Makna Dibalik Wafatnya Para Ulama

 Makna Dibalik Wafatnya Para Ulama

Ulama (Ilustrasi/Hidayatuna)

HIDAYATUNA.COM – Ulama merupakan seseorang yang dikenal alim dan ahli dalam pengetahuan agama Islam. Mereka (para ulama) juga dikenal sebagai pembina atau pembimbing umat Islam dalam sisi keagamaan bahkan dalam sisi sosial kemasyarakatan.
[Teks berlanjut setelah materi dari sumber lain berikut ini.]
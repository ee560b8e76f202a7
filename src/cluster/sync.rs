//! Anti-entropy state sync and stream probes.
//!
//! The stream transport carries two exchanges, both as length-prefixed sealed
//! frames: the full push/pull membership swap and the fallback stream ping
//! used when a peer's packet path looks dead. Push/pull repairs whatever
//! gossip missed; a single exchange bounds how long two partitions can
//! disagree after healing.

use anyhow::{Context, Result, bail};
use std::net::SocketAddr;
use std::sync::Arc;
use tokio::io::{AsyncReadExt, AsyncWriteExt};
use tokio::net::TcpStream;
use tokio::sync::watch;
use tracing::debug;

use super::service::ClusterService;
use crate::membership::types::{Node, NodeState};
use crate::protocol::messages::Message;

/// Upper bound on a single stream frame. A full membership snapshot of a
/// large cluster fits comfortably; anything bigger is hostile or broken.
const MAX_FRAME_LEN: usize = 8 * 1024 * 1024;

pub(crate) async fn write_frame(stream: &mut TcpStream, buf: &[u8]) -> Result<()> {
    if buf.len() > MAX_FRAME_LEN {
        bail!("frame of {} bytes exceeds the stream limit", buf.len());
    }
    stream.write_u32(buf.len() as u32).await?;
    stream.write_all(buf).await?;
    stream.flush().await?;
    Ok(())
}

pub(crate) async fn read_frame(stream: &mut TcpStream) -> Result<Vec<u8>> {
    let len = stream.read_u32().await.context("failed to read frame length")? as usize;
    if len > MAX_FRAME_LEN {
        bail!("peer announced an oversized {}-byte frame", len);
    }
    let mut buf = vec![0u8; len];
    stream
        .read_exact(&mut buf)
        .await
        .context("failed to read frame body")?;
    Ok(buf)
}

impl ClusterService {
    pub(crate) async fn push_pull_loop(self: Arc<Self>, mut shutdown: watch::Receiver<bool>) {
        loop {
            tokio::select! {
                _ = tokio::time::sleep(self.config.push_pull_interval) => {}
                _ = shutdown.changed() => return,
            }
            let Some(peer) = self.random_peers(1, &self.local_id).into_iter().next() else {
                continue;
            };
            if let Err(e) = self.push_pull_node(peer.addr, false).await {
                debug!("State sync with {} failed: {:#}", peer.id, e);
            }
        }
    }

    /// Dials a peer and swaps full membership snapshots plus delegate state.
    pub(crate) async fn push_pull_node(self: &Arc<Self>, addr: SocketAddr, join: bool) -> Result<()> {
        let timeout = self.config.tcp_timeout;
        let mut stream = self.transport.dial_timeout(addr, timeout).await?;

        let request = Message::PushPull {
            join,
            nodes: self.directory.snapshot(),
            user_state: self.hooks.delegate.local_state(join),
        };
        let buf = self.codec.seal(&request)?;
        tokio::time::timeout(timeout, write_frame(&mut stream, &buf))
            .await
            .context("state push timed out")??;

        let reply = tokio::time::timeout(timeout, read_frame(&mut stream))
            .await
            .context("state pull timed out")??;
        match self.codec.open(&reply)? {
            Message::PushPull { nodes, user_state, .. } => {
                self.merge_remote_state(nodes, &user_state, join)
            }
            other => bail!("expected a push-pull reply, got {}", other.kind()),
        }
    }

    /// Folds a remote membership snapshot into the directory through the
    /// regular claim handlers, so all ordering rules apply unchanged.
    pub(crate) fn merge_remote_state(
        self: &Arc<Self>,
        nodes: Vec<Node>,
        user_state: &[u8],
        join: bool,
    ) -> Result<()> {
        if join
            && let Some(merge) = &self.hooks.merge
        {
            merge
                .notify_merge(&nodes)
                .context("merge vetoed by delegate")?;
        }

        let vsn = self.vsn();
        for node in nodes {
            match node.state {
                NodeState::Alive => self.handle_alive(node, vsn),
                // A remote Dead becomes a local Suspect: the node gets its
                // refutation window with us even if the remote gave up.
                NodeState::Suspect | NodeState::Dead => {
                    if node.id == self.local_id {
                        self.refute(node.incarnation);
                        continue;
                    }
                    if self.directory.get(&node.id).is_none() {
                        let mut candidate = node.clone();
                        candidate.state = NodeState::Alive;
                        self.handle_alive(candidate, vsn);
                    }
                    self.handle_suspect(node.id.clone(), node.incarnation, self.local_id.clone());
                }
                NodeState::Left => {
                    if node.id == self.local_id {
                        self.refute(node.incarnation);
                        continue;
                    }
                    self.handle_dead(node.id.clone(), node.incarnation, node.id.clone());
                }
            }
        }

        self.hooks.delegate.merge_remote_state(user_state, join);
        Ok(())
    }

    /// Reliable liveness check over the stream transport, pipelined with
    /// indirect probes. Returns the remote ack payload.
    pub(crate) async fn tcp_ping(&self, target: &Node) -> Result<Vec<u8>> {
        let timeout = self.config.tcp_timeout;
        let mut stream = self.transport.dial_timeout(target.addr, timeout).await?;

        let seq = self.next_seq();
        let ping = Message::Ping {
            seq,
            from: self.local_id.clone(),
            target: target.id.clone(),
        };
        let buf = self.codec.seal(&ping)?;
        tokio::time::timeout(timeout, write_frame(&mut stream, &buf))
            .await
            .context("stream ping write timed out")??;

        let reply = tokio::time::timeout(timeout, read_frame(&mut stream))
            .await
            .context("stream ping read timed out")??;
        match self.codec.open(&reply)? {
            Message::Ack { seq: ack_seq, payload } if ack_seq == seq => Ok(payload),
            Message::Ack { .. } => bail!("stream ack carried the wrong sequence"),
            other => bail!("expected an ack, got {}", other.kind()),
        }
    }

    pub(crate) async fn stream_loop(self: Arc<Self>, mut shutdown: watch::Receiver<bool>) {
        loop {
            tokio::select! {
                _ = shutdown.changed() => return,
                stream = self.transport.next_stream() => {
                    let Some(stream) = stream else { return };
                    let service = self.clone();
                    tokio::spawn(async move {
                        if let Err(e) = service.handle_stream(stream).await {
                            debug!("Inbound stream failed: {:#}", e);
                        }
                    });
                }
            }
        }
    }

    async fn handle_stream(self: &Arc<Self>, mut stream: TcpStream) -> Result<()> {
        let timeout = self.config.tcp_timeout;
        let buf = tokio::time::timeout(timeout, read_frame(&mut stream))
            .await
            .context("inbound stream read timed out")??;
        match self.codec.open(&buf)? {
            Message::PushPull { join, nodes, user_state } => {
                // Reply with our snapshot before merging theirs, so both
                // sides exchange pre-merge views.
                let reply = Message::PushPull {
                    join: false,
                    nodes: self.directory.snapshot(),
                    user_state: self.hooks.delegate.local_state(join),
                };
                let out = self.codec.seal(&reply)?;
                tokio::time::timeout(timeout, write_frame(&mut stream, &out))
                    .await
                    .context("state push timed out")??;
                self.merge_remote_state(nodes, &user_state, join)
            }
            Message::Ping { seq, target, .. } => {
                if target != self.local_id {
                    bail!("stream ping for {} arrived at {}", target, self.local_id);
                }
                let payload = self
                    .hooks
                    .ping
                    .as_ref()
                    .map(|p| p.ack_payload())
                    .unwrap_or_default();
                let out = self.codec.seal(&Message::Ack { seq, payload })?;
                tokio::time::timeout(timeout, write_frame(&mut stream, &out))
                    .await
                    .context("stream ack write timed out")??;
                Ok(())
            }
            other => bail!("unexpected {} message on a stream", other.kind()),
        }
    }
}
//! Membership Directory
//!
//! The authoritative in-memory table of every node this process knows about.
//! All state transitions funnel through [`directory::Directory`], which
//! enforces the protocol's ordering rules so the rest of the engine never has
//! to reason about stale or conflicting claims.
//!
//! ## Core Mechanisms
//! - **Incarnation Numbers**: A per-node logical clock owned by the node
//!   itself. Only a strictly newer incarnation may overwrite recorded state,
//!   regardless of message arrival order.
//! - **Refutation Ordering**: Un-suspecting or reviving a node always takes
//!   a strictly newer incarnation, so a replayed announcement can never undo
//!   a suspicion raised against it. Stale claims are silently discarded,
//!   never errors.
//! - **Dead-Node Retention**: Dead and Left nodes linger for the configured
//!   gossip-to-the-dead window so a falsely declared node can still refute,
//!   then get pruned. `dead_node_reclaim_time` optionally lets a node with a
//!   new address reclaim a long-dead name.

pub mod directory;
pub mod types;

#[cfg(test)]
mod tests;
use std::sync::atomic::{AtomicUsize, Ordering};
use std::time::Duration;

/// Bounded local health score in `[0, max]`. Zero means healthy.
pub struct Awareness {
    max: usize,
    score: AtomicUsize,
}

impl Awareness {
    pub fn new(max: usize) -> Self {
        Self {
            max: max.max(1),
            score: AtomicUsize::new(0),
        }
    }

    pub fn score(&self) -> usize {
        self.score.load(Ordering::SeqCst)
    }

    /// Records a probe outcome: positive deltas for failures and timeouts,
    /// negative for successes. Clamped to `[0, max]`.
    pub fn apply_delta(&self, delta: i64) {
        let mut current = self.score.load(Ordering::SeqCst);
        loop {
            let next = (current as i64 + delta).clamp(0, self.max as i64) as usize;
            match self.score.compare_exchange(
                current,
                next,
                Ordering::SeqCst,
                Ordering::SeqCst,
            ) {
                Ok(_) => return,
                Err(observed) => current = observed,
            }
        }
    }

    /// Stretches a configured interval or timeout by the current score.
    pub fn scale(&self, base: Duration) -> Duration {
        base * (1 + self.score() as u32)
    }
}
use std::sync::Mutex;
use tracing::trace;

use crate::membership::types::NodeId;

/// Number of times a broadcast is transmitted before it is dropped:
/// `ceil(mult * ln(n + 1))`, at least one.
pub fn retransmit_limit(mult: u32, cluster_size: usize) -> usize {
    let limit = (mult as f64) * ((cluster_size as f64) + 1.0).ln();
    (limit.ceil() as usize).max(1)
}

struct Entry {
    name: NodeId,
    payload: Vec<u8>,
    transmits: usize,
    /// Insertion order, used as the deterministic tie-break.
    id: u64,
}

/// Transmit-limited queue of pending gossip payloads.
pub struct BroadcastQueue {
    entries: Mutex<Vec<Entry>>,
    next_id: Mutex<u64>,
}

impl BroadcastQueue {
    pub fn new() -> Self {
        Self {
            entries: Mutex::new(Vec::new()),
            next_id: Mutex::new(0),
        }
    }

    /// Queues a payload about `name`, invalidating any pending entry for the
    /// same node: two live claims about one name can never coexist.
    pub fn queue(&self, name: NodeId, payload: Vec<u8>) {
        let mut entries = self.entries.lock().expect("broadcast lock poisoned");
        entries.retain(|entry| entry.name != name);

        let mut next_id = self.next_id.lock().expect("broadcast lock poisoned");
        let id = *next_id;
        *next_id += 1;
        trace!("Queued broadcast for {} ({} bytes)", name, payload.len());
        entries.push(Entry {
            name,
            payload,
            transmits: 0,
            id,
        });
    }

    /// Selects entries to transmit: fewest transmissions first, newest first
    /// on ties, greedily packed so that payloads plus `overhead` bytes each
    /// stay under `limit`. Selected entries have their transmit counter
    /// bumped and are dropped once it reaches `transmit_cap`.
    pub fn get_broadcasts(
        &self,
        overhead: usize,
        limit: usize,
        transmit_cap: usize,
    ) -> Vec<Vec<u8>> {
        let mut entries = self.entries.lock().expect("broadcast lock poisoned");
        if entries.is_empty() {
            return Vec::new();
        }

        entries.sort_by(|a, b| {
            a.transmits
                .cmp(&b.transmits)
                .then(b.id.cmp(&a.id))
        });

        let mut selected = Vec::new();
        let mut used = 0usize;
        for entry in entries.iter_mut() {
            let cost = entry.payload.len() + overhead;
            if used + cost > limit {
                continue;
            }
            used += cost;
            entry.transmits += 1;
            selected.push(entry.payload.clone());
        }

        entries.retain(|entry| entry.transmits < transmit_cap);
        selected
    }

    /// Drops any pending entry for `name` (e.g. the node was pruned).
    pub fn invalidate(&self, name: &NodeId) {
        let mut entries = self.entries.lock().expect("broadcast lock poisoned");
        entries.retain(|entry| &entry.name != name);
    }

    pub fn len(&self) -> usize {
        self.entries.lock().expect("broadcast lock poisoned").len()
    }

    pub fn is_empty(&self) -> bool {
        self.len() == 0
    }
}

impl Default for BroadcastQueue {
    fn default() -> Self {
        Self::new()
    }
}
Kehadiran seorang ulama dirasa tepat sebagai rujukan bagi umat Islam untuk mempelajari atau bertanya seputar persoalan kehidupan, terutama yang menyangkut persoalan agama.

Keberadaan seorang ulama sering kali disebut sebagai pewaris Nabi. Maka, sebagai pemangku tugas Nabi tentu para ulama akan melanjutkan dakwah sebagaimana yang telah diajarkan.

Mereka (para ulama) akan membina dan membimbing umat untuk keluar dari jalan kesesatan menuju jalan kebenaran, serta menyelamatkan umat dari jurang kebodohan.

Seperti yang telah dituliskan dalam al-Qur’an, di mana Allah SWT. berfirman bahwa, “Dan Kami jadikan di antara mereka itu pemimpin-pemimpin yang memberi petunjuk dengan perintah Kami ketika mereka sabar. Dan adalah mereka meyakini ayat-ayat kami”. (QS. as-Sajdah [32]: 24). Kemudian dalam sebuah hadits juga diriwayatkan bahwa Nabi telah bersabda, “Senantiasa akan ada sekelompok dari umatku yang selalu menang memperjuangkan kebenaran sampai hari kiamat.”

Ulama Sebagai Sumber Ilmu

Mereka (para ulama) ibarat penunjuk jalan, sebagai nahkoda dalam kapal keselamatan yang membawa umat kepada Allah SWT. sebagai tempat berlabuh. Melalui ilmu, para ulama berupaya menumbuhkan kecintaan umat kepada Allah.

Ulama menyerukan kebaikan dan menegakkan amar ma’ruf nahi mungkar. Bahkan ketika menetapkan sebuah perkara, juga dengan tidak sembarangan.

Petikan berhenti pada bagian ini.